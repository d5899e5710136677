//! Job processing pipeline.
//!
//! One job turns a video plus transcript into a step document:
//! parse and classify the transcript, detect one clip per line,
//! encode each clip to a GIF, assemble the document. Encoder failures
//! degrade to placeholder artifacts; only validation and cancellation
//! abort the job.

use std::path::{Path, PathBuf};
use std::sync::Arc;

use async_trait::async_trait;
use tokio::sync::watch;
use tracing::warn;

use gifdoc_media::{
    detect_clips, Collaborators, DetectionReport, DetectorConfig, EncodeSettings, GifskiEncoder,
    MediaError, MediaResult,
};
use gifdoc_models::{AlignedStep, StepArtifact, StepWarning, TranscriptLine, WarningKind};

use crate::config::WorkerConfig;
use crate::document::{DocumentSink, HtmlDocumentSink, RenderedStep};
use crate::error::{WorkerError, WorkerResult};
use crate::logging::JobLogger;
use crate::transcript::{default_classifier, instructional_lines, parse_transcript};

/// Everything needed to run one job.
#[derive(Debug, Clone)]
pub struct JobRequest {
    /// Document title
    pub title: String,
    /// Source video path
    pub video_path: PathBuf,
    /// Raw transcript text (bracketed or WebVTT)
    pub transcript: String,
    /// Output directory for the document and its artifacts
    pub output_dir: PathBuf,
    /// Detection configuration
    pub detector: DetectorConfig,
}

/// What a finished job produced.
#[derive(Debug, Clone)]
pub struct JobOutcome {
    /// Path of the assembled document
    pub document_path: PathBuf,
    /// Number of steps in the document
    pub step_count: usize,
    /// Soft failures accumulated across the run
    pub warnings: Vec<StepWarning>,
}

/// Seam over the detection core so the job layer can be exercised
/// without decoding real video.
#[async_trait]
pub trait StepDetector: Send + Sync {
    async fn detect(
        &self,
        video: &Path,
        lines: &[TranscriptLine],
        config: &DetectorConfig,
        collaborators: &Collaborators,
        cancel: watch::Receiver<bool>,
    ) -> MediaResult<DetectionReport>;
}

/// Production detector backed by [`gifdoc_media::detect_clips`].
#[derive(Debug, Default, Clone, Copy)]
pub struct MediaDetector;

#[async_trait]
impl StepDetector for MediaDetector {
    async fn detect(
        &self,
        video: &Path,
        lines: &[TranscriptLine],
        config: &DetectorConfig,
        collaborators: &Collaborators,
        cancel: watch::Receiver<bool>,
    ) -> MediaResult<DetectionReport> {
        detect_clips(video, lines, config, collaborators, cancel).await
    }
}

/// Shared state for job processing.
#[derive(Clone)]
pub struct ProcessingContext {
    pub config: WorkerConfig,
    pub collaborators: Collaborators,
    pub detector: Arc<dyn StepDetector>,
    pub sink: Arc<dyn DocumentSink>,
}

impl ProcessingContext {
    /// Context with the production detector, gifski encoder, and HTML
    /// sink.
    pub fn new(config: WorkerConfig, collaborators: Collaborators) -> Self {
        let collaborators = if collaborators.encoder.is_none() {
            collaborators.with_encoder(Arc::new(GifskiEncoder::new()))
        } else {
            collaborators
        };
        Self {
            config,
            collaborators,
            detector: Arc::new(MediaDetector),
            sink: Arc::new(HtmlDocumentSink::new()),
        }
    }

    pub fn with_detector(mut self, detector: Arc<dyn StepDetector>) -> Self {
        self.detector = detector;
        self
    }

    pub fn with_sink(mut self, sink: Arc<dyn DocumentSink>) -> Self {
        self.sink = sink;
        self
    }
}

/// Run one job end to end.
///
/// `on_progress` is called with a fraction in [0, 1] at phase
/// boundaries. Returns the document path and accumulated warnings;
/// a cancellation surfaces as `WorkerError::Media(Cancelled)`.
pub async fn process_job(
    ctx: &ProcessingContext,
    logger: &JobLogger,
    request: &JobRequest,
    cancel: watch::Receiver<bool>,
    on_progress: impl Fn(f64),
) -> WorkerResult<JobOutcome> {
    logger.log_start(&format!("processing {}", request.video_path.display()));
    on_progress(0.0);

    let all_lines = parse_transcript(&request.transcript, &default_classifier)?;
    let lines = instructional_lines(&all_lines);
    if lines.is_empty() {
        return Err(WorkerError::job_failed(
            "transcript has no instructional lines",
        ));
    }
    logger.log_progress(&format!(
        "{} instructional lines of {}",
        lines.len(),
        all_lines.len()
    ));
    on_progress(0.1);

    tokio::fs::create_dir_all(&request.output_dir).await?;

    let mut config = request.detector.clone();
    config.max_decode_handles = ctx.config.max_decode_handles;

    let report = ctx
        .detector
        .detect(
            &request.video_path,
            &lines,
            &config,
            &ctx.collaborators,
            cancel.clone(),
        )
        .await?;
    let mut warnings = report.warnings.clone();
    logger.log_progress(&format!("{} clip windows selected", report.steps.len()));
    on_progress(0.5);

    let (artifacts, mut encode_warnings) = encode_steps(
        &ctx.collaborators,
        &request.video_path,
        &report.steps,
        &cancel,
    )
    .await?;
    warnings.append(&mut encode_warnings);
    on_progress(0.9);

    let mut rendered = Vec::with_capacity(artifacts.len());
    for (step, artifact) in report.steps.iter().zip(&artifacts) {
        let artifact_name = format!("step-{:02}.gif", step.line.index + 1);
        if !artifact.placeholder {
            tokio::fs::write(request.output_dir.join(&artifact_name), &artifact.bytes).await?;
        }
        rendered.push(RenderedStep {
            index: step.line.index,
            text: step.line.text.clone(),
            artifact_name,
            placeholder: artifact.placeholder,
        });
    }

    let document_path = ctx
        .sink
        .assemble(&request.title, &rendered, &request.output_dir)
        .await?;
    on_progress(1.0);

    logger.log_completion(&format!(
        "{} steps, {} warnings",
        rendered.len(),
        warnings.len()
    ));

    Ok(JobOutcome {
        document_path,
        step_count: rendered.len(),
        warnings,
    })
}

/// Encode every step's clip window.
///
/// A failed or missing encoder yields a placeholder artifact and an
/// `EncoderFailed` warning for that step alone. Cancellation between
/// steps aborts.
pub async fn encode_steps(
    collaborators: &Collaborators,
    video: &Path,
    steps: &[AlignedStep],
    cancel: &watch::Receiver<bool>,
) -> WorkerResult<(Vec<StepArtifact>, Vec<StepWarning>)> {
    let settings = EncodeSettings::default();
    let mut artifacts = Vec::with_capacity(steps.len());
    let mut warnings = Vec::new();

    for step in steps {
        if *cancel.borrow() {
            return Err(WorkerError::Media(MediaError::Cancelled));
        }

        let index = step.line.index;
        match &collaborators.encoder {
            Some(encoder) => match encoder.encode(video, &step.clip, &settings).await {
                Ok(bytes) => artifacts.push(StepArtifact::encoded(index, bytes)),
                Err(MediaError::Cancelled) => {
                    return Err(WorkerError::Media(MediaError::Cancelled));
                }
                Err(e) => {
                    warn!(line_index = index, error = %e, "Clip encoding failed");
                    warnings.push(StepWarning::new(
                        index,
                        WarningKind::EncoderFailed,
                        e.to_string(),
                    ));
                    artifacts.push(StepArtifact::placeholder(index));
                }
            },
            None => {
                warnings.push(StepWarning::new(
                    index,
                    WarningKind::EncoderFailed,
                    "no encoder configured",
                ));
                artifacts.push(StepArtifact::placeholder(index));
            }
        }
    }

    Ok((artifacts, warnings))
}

========================

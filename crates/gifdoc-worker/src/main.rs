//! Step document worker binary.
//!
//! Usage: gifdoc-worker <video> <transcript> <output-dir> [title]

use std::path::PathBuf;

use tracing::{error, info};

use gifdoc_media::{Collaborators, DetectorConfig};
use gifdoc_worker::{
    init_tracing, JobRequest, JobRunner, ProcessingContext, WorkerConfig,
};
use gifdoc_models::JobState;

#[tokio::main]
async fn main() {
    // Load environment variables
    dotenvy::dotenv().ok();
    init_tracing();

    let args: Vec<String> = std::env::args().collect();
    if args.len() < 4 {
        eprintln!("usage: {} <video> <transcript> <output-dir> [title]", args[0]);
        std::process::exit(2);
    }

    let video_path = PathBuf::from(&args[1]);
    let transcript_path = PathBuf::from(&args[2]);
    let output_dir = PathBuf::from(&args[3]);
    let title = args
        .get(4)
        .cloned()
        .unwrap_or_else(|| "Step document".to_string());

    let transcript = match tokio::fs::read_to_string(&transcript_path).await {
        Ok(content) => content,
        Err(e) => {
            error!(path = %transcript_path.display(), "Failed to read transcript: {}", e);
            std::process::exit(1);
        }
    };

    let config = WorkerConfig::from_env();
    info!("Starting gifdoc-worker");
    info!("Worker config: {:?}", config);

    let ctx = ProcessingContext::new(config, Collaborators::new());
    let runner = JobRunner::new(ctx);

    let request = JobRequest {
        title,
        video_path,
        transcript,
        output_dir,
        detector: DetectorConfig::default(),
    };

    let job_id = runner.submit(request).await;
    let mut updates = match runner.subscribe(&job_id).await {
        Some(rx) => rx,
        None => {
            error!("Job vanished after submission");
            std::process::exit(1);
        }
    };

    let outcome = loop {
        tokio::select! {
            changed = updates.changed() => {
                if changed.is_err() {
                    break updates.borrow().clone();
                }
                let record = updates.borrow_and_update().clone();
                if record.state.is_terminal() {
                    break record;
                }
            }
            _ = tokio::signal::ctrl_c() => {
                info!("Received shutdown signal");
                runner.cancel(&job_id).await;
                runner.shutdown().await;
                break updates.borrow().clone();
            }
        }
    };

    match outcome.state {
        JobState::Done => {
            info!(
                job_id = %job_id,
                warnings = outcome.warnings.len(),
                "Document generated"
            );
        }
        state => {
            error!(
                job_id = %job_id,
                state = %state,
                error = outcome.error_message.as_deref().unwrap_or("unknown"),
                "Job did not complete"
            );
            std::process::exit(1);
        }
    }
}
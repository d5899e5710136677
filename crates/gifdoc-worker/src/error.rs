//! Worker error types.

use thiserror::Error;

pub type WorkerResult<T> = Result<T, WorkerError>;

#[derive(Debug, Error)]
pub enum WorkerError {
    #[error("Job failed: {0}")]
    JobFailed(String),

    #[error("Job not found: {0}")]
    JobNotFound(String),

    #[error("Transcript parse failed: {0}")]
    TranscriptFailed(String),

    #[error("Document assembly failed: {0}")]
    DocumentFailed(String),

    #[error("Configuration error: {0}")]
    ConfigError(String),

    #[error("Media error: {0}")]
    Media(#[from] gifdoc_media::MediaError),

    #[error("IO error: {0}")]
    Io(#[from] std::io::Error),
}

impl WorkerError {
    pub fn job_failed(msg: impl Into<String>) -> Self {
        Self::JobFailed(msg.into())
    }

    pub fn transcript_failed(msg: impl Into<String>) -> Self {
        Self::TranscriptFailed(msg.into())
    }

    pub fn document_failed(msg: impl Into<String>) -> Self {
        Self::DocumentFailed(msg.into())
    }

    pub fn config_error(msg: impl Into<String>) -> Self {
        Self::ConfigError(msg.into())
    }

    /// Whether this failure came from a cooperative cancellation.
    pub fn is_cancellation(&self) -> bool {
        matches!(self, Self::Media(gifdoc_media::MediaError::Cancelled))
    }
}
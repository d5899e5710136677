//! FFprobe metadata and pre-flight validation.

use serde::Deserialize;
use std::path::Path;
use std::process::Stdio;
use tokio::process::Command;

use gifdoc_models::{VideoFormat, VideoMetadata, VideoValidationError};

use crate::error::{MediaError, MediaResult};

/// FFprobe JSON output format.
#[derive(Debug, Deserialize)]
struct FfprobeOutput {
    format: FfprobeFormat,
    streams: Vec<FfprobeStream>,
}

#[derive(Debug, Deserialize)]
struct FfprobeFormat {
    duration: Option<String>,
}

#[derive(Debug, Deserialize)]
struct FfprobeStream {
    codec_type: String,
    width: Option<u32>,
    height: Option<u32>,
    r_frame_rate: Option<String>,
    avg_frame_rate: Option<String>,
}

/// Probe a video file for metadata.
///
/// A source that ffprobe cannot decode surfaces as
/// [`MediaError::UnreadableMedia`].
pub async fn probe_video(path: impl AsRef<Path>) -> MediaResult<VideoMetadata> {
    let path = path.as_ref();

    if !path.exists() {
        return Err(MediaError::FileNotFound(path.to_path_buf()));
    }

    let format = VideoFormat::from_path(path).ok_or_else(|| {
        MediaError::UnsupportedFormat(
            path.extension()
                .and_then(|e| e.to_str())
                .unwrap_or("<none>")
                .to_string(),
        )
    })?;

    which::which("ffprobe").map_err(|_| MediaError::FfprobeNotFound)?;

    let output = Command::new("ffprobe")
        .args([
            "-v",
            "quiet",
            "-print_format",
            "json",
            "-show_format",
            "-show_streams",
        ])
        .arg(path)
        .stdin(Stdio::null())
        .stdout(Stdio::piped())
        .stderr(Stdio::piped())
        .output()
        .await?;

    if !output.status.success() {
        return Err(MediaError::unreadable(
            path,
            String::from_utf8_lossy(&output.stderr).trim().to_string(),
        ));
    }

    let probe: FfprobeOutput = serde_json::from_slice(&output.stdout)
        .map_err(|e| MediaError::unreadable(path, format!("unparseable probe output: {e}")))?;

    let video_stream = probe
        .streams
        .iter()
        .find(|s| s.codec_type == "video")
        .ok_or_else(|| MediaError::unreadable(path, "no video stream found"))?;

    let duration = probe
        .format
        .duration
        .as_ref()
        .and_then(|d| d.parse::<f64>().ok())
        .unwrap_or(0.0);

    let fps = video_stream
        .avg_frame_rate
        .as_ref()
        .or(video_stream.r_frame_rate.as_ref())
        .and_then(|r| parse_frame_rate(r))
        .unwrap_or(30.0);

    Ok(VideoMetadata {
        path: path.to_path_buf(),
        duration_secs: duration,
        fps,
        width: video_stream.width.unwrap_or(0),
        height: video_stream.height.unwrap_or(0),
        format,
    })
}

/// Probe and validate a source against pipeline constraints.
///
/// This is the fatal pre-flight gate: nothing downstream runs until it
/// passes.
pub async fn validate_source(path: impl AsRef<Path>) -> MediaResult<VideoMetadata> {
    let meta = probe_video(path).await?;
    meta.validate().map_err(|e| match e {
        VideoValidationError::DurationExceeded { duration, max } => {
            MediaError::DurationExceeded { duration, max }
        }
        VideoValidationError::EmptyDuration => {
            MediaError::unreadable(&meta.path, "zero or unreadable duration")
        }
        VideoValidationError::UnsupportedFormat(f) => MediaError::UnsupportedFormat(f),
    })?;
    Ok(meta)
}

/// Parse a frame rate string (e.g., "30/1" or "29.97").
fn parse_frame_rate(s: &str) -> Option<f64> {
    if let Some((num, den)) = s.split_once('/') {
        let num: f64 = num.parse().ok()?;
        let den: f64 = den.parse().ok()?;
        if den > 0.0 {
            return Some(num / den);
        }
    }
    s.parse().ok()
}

========================

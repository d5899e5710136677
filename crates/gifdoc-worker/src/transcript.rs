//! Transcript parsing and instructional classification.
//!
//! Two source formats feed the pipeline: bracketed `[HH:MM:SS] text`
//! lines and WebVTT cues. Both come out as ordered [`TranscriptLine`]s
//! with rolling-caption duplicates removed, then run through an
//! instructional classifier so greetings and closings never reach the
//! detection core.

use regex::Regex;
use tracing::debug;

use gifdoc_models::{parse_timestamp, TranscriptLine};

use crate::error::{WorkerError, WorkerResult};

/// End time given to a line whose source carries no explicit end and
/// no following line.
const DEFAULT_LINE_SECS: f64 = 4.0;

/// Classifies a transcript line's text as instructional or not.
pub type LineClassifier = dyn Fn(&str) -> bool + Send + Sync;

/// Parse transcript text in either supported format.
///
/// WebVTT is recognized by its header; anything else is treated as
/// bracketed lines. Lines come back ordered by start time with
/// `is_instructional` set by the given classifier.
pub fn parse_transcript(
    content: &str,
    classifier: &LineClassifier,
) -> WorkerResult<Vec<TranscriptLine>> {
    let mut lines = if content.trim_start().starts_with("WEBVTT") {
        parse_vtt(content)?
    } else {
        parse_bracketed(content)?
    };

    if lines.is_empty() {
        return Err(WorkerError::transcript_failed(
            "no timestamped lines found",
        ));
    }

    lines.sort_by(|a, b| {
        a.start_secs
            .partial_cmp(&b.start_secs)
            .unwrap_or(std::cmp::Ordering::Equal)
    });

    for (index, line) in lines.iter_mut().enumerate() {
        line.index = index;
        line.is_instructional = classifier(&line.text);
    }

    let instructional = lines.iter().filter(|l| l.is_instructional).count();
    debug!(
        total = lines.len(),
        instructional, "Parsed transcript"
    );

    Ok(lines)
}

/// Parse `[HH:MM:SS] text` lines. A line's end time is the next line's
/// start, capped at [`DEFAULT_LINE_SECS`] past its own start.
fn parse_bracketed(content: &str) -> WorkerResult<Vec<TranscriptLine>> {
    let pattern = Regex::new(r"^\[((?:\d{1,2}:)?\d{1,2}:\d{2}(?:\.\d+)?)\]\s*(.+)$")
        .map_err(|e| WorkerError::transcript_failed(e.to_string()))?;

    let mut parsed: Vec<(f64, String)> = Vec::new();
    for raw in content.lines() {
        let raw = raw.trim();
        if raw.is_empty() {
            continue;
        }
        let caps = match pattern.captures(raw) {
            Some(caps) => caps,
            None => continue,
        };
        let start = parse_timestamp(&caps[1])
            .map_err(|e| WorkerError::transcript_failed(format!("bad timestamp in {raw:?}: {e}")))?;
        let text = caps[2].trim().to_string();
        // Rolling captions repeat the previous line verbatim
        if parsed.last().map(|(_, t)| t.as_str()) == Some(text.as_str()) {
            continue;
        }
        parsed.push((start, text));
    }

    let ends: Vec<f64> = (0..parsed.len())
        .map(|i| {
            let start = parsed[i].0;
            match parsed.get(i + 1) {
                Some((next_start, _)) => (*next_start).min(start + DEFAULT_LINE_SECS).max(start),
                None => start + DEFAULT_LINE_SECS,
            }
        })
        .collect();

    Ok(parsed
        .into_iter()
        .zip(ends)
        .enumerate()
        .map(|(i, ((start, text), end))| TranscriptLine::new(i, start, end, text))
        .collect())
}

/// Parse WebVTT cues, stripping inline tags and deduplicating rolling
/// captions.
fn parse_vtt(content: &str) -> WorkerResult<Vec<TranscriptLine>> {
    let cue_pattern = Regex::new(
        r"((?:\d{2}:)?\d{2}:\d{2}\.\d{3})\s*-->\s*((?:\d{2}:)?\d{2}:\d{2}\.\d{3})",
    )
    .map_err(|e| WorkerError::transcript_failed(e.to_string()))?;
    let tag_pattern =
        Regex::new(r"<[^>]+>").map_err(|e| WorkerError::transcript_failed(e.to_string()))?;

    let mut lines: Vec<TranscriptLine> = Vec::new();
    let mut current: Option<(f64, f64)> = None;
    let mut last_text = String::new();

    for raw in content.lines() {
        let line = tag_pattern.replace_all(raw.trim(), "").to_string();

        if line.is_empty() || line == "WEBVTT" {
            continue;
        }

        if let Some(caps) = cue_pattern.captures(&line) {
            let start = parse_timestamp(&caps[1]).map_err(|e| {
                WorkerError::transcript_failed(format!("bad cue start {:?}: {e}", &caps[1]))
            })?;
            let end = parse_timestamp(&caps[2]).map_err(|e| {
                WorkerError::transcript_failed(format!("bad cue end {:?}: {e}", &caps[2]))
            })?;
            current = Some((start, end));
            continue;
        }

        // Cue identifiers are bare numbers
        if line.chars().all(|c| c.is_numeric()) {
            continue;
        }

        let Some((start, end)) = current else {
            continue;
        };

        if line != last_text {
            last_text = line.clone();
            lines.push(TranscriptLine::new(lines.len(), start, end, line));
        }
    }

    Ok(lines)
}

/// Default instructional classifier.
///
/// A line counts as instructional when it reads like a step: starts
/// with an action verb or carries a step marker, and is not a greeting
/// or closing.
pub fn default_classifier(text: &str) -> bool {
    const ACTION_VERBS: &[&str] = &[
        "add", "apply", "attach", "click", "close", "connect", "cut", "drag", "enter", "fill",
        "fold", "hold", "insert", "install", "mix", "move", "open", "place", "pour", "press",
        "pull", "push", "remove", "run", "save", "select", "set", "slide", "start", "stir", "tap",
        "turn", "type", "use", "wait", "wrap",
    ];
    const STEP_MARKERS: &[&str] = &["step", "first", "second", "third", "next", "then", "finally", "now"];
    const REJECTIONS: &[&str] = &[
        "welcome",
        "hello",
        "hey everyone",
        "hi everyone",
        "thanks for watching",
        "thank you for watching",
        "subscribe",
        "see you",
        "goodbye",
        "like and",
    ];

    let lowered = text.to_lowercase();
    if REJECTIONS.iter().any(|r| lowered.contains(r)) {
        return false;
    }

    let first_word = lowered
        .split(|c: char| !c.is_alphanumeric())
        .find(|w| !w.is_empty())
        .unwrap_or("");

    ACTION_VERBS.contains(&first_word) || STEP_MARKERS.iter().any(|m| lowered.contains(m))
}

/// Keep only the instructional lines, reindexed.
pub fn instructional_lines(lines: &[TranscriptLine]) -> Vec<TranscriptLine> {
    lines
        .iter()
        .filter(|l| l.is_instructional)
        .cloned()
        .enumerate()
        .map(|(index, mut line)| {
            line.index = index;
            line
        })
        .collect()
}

========================

- **WHAT TO DO**
Which lines of the data hold the string "shutdown"? Return each of them.

- **SOLUTION BELOW**
                info!("Received shutdown signal");
                runner.shutdown().await;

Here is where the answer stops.